Task instructions - Write out, unaltered, each line from the top of the records below down to the line where "nothing in the" appears, that line included.

[Saved entries]
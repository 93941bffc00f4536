//! Configuration structures and constants for the reframe-core library.
//!
//! `CoreConfig` is the explicit configuration context handed to the pipeline
//! at job start. It is read-only for the duration of a job; nothing in the
//! library keeps process-wide mutable configuration.

mod builder;
pub mod utils;

use std::path::{Path, PathBuf};

use serde::{Deserialize, Serialize};

use crate::error::{CoreError, CoreResult};

pub use builder::CoreConfigBuilder;

// Default constants

/// Default ffmpeg video encoder used when reassembling frames.
pub const DEFAULT_VIDEO_ENCODER: &str = "libx264";

/// Default CRF value for the reassembled video. Lower is higher quality.
pub const DEFAULT_VIDEO_QUALITY: u8 = 18;

/// Highest CRF value accepted by the common ffmpeg encoders.
pub const MAX_VIDEO_QUALITY: u8 = 51;

/// Default ffmpeg `-loglevel` value.
pub const DEFAULT_FFMPEG_LOG_LEVEL: &str = "error";

/// Processors enabled when nothing else is configured.
pub const DEFAULT_FRAME_PROCESSORS: &[&str] = &["face_enhancer"];

/// Prefix for environment variable overrides.
pub const ENV_PREFIX: &str = "REFRAME_";

/// Main configuration structure for the reframe-core library.
///
/// All fields have defaults, so a config file only needs to name the
/// values it changes.
///
/// # Examples
///
/// ```rust
/// use reframe_core::config::CoreConfigBuilder;
///
/// let config = CoreConfigBuilder::new()
///     .execution_threads(4)
///     .video_encoder("libx265")
///     .video_quality(22)
///     .keep_frames(true)
///     .build();
/// assert!(config.validate().is_ok());
/// ```
#[derive(Debug, Clone, PartialEq, Serialize, Deserialize)]
#[serde(default)]
pub struct CoreConfig {
    /// Worker pool size for frame dispatch
    pub execution_threads: usize,

    /// Backend identifiers reported alongside progress (observability only)
    pub execution_providers: Vec<String>,

    /// Memory budget in GB reported alongside progress (observability only)
    pub max_memory_gb: Option<u64>,

    /// ffmpeg encoder passed to `-c:v` during assembly
    pub video_encoder: String,

    /// CRF passed to `-crf` during assembly
    pub video_quality: u8,

    /// ffmpeg `-loglevel` value
    pub ffmpeg_log_level: String,

    /// Probe the source frame rate instead of assembling at 30 fps
    pub keep_fps: bool,

    /// Remux the original audio track onto the processed video
    pub keep_audio: bool,

    /// Leave the extracted frames on disk after the job
    pub keep_frames: bool,

    /// Processors requested at startup, in application order
    pub frame_processors: Vec<String>,

    /// ffmpeg binary
    pub ffmpeg_path: PathBuf,

    /// ffprobe binary
    pub ffprobe_path: PathBuf,

    /// Directory holding model files for processors that need them
    pub models_dir: PathBuf,

    /// Abort the job when more than this fraction of frames fail in one
    /// processor. `None` keeps going regardless of failures.
    pub max_failed_frame_ratio: Option<f64>,

    /// Remove the workspace even when the job fails
    pub clean_on_failure: bool,

    /// Draw a progress bar on stderr during dispatch
    pub show_progress: bool,
}

impl Default for CoreConfig {
    fn default() -> Self {
        Self {
            execution_threads: default_execution_threads(),
            execution_providers: vec!["cpu".to_string()],
            max_memory_gb: None,
            video_encoder: DEFAULT_VIDEO_ENCODER.to_string(),
            video_quality: DEFAULT_VIDEO_QUALITY,
            ffmpeg_log_level: DEFAULT_FFMPEG_LOG_LEVEL.to_string(),
            keep_fps: true,
            keep_audio: true,
            keep_frames: false,
            frame_processors: DEFAULT_FRAME_PROCESSORS
                .iter()
                .map(|name| name.to_string())
                .collect(),
            ffmpeg_path: PathBuf::from("ffmpeg"),
            ffprobe_path: PathBuf::from("ffprobe"),
            models_dir: PathBuf::from("models"),
            max_failed_frame_ratio: None,
            clean_on_failure: false,
            show_progress: true,
        }
    }
}

fn default_execution_threads() -> usize {
    std::thread::available_parallelism()
        .map(|n| n.get())
        .unwrap_or(1)
}

impl CoreConfig {
    /// Starts a builder from the defaults.
    pub fn builder() -> CoreConfigBuilder {
        CoreConfigBuilder::new()
    }

    /// Loads a configuration from a JSON file. Missing keys take defaults.
    pub fn from_json_file(path: &Path) -> CoreResult<Self> {
        let contents = std::fs::read_to_string(path)?;
        let config: CoreConfig = serde_json::from_str(&contents)?;
        log::debug!("Loaded configuration from {}", path.display());
        Ok(config)
    }

    /// Writes the configuration to a JSON file.
    pub fn save_json_file(&self, path: &Path) -> CoreResult<()> {
        if let Some(parent) = path.parent() {
            std::fs::create_dir_all(parent)?;
        }
        let contents = serde_json::to_string_pretty(self)?;
        std::fs::write(path, contents)?;
        Ok(())
    }

    /// Applies `REFRAME_*` overrides from the process environment.
    pub fn with_env_overrides(self) -> Self {
        self.with_overrides_from(utils::env_lookup)
    }

    /// Applies `REFRAME_*` overrides read through `lookup`.
    pub fn with_overrides_from<L>(mut self, lookup: L) -> Self
    where
        L: Fn(&str) -> Option<String>,
    {
        let key = |name: &str| format!("{ENV_PREFIX}{name}");

        self.execution_threads =
            utils::get_usize(&lookup, &key("EXECUTION_THREADS"), self.execution_threads);
        self.video_encoder =
            utils::get_string(&lookup, &key("VIDEO_ENCODER"), self.video_encoder);
        self.video_quality = utils::get_u8(&lookup, &key("VIDEO_QUALITY"), self.video_quality);
        self.ffmpeg_log_level =
            utils::get_string(&lookup, &key("FFMPEG_LOG_LEVEL"), self.ffmpeg_log_level);
        self.keep_fps = utils::get_bool(&lookup, &key("KEEP_FPS"), self.keep_fps);
        self.keep_audio = utils::get_bool(&lookup, &key("KEEP_AUDIO"), self.keep_audio);
        self.keep_frames = utils::get_bool(&lookup, &key("KEEP_FRAMES"), self.keep_frames);
        self.ffmpeg_path = utils::get_path(&lookup, &key("FFMPEG_PATH"), self.ffmpeg_path);
        self.ffprobe_path = utils::get_path(&lookup, &key("FFPROBE_PATH"), self.ffprobe_path);
        self.models_dir = utils::get_path(&lookup, &key("MODELS_DIR"), self.models_dir);
        self
    }

    /// Checks that the configuration can drive a job.
    pub fn validate(&self) -> CoreResult<()> {
        if self.execution_threads == 0 {
            return Err(CoreError::Config(
                "execution_threads must be at least 1".to_string(),
            ));
        }
        if self.video_quality > MAX_VIDEO_QUALITY {
            return Err(CoreError::Config(format!(
                "video_quality must be between 0 and {MAX_VIDEO_QUALITY}, got {}",
                self.video_quality
            )));
        }
        if self.video_encoder.trim().is_empty() {
            return Err(CoreError::Config("video_encoder must not be empty".to_string()));
        }
        if let Some(ratio) = self.max_failed_frame_ratio {
            if !(0.0..=1.0).contains(&ratio) {
                return Err(CoreError::Config(format!(
                    "max_failed_frame_ratio must be within 0.0..=1.0, got {ratio}"
                )));
            }
        }
        Ok(())
    }
}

Answer -
repository 93941bffc00f4536
//! Configuration structures and constants for the reframe-core library.
//!
//! `CoreConfig` is the explicit configuration context handed to the pipeline
//! at job start. It is read-only for the duration of a job; nothing in the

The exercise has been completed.